*Exercise:* From the material below, copy each line that holds the word "Some".

======== Data records

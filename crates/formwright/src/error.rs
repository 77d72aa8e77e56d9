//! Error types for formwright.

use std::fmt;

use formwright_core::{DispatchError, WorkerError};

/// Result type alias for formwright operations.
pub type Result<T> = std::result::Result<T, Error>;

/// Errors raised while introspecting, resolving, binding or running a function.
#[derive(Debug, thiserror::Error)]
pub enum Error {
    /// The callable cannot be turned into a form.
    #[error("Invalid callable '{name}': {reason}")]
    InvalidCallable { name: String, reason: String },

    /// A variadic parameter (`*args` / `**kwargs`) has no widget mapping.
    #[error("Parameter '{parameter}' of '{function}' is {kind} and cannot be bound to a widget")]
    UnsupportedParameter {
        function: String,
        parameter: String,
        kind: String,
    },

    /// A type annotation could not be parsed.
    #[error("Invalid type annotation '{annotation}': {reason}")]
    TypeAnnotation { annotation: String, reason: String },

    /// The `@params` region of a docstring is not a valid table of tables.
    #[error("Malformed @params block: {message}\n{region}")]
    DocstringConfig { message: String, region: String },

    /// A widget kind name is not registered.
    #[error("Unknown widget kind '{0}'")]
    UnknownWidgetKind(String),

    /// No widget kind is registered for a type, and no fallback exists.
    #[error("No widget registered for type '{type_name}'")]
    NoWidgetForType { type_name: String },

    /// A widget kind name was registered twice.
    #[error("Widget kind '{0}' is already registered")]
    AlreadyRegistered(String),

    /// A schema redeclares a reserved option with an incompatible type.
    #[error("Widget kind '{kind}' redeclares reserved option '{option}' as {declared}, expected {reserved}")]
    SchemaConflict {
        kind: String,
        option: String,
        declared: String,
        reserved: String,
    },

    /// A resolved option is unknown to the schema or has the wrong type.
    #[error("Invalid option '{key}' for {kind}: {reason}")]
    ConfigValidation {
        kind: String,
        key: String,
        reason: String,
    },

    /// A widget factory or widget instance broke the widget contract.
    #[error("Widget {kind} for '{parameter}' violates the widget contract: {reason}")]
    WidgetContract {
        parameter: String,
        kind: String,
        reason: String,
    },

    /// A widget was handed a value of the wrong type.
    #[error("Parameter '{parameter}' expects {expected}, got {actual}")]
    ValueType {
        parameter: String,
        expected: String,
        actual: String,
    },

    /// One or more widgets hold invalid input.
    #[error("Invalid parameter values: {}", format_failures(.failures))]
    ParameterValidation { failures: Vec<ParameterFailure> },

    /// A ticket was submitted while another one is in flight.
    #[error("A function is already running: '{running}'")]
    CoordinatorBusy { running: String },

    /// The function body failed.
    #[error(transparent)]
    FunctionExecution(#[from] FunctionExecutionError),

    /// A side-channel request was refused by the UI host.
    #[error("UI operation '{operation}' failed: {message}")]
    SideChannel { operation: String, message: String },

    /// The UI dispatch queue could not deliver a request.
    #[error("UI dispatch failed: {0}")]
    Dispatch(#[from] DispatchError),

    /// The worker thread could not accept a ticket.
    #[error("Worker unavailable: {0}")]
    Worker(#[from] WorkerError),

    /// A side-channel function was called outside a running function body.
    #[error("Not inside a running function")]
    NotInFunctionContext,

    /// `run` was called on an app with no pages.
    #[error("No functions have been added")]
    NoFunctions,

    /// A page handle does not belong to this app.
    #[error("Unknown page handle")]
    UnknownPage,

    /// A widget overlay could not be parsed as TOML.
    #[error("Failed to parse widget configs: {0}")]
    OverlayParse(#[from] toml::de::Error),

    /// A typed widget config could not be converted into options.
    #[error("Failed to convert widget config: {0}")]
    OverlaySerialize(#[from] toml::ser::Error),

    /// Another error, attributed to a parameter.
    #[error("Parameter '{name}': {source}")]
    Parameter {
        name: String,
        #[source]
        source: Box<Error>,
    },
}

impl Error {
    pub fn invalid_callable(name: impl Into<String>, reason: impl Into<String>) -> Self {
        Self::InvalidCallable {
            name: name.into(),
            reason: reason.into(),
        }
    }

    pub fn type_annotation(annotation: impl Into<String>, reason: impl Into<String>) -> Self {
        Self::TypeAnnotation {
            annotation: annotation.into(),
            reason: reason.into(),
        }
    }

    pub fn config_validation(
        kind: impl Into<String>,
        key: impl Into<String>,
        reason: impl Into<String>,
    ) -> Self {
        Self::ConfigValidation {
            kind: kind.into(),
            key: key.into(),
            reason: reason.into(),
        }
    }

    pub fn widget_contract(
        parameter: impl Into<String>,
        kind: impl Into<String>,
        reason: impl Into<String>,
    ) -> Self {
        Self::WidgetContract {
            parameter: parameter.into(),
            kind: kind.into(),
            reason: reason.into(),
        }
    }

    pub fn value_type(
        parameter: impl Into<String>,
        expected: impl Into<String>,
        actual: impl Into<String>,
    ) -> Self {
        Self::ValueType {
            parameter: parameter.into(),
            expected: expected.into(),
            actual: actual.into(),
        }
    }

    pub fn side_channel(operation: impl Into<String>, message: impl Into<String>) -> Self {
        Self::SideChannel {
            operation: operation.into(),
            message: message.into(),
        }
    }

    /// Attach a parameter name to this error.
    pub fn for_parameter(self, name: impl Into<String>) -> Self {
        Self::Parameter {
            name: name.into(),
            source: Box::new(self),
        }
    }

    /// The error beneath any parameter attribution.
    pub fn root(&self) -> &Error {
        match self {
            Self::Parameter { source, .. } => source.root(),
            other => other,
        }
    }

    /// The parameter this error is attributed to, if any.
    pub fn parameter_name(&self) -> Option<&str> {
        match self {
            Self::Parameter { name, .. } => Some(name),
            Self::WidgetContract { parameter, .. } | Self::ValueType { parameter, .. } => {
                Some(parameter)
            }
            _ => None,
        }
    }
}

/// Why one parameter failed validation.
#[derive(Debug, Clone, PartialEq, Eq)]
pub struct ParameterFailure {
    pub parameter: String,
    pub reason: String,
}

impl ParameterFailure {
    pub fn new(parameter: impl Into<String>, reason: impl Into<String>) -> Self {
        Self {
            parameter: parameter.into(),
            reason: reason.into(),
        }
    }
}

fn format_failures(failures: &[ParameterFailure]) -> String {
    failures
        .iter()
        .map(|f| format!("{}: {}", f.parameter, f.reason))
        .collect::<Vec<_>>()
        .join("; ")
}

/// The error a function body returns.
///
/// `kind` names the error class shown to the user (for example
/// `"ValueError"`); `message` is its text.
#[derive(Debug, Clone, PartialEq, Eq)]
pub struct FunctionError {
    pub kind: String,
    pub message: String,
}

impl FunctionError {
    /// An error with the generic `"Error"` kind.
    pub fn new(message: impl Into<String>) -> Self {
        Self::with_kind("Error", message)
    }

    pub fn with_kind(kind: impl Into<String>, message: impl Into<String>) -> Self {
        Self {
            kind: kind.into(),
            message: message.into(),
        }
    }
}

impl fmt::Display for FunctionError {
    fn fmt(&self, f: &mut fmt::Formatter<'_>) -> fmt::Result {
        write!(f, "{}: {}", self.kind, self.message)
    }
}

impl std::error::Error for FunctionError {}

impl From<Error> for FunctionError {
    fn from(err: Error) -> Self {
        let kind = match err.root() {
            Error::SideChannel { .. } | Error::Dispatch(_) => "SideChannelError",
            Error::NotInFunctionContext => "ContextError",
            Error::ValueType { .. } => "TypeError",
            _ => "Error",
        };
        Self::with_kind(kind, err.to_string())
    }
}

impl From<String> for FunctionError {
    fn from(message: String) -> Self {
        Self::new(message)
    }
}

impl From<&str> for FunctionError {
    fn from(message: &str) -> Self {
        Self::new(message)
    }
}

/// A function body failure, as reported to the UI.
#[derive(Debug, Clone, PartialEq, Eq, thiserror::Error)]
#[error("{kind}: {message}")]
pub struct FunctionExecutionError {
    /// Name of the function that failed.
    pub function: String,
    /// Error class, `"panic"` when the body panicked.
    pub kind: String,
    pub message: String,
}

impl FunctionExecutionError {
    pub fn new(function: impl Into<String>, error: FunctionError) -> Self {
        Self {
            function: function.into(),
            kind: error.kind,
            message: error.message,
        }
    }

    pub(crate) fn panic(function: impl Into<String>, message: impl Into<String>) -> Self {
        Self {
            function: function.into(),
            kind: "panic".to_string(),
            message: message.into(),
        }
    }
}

================

*Answer for the task:*
            Self::Parameter { name, .. } => Some(name),
                Some(parameter)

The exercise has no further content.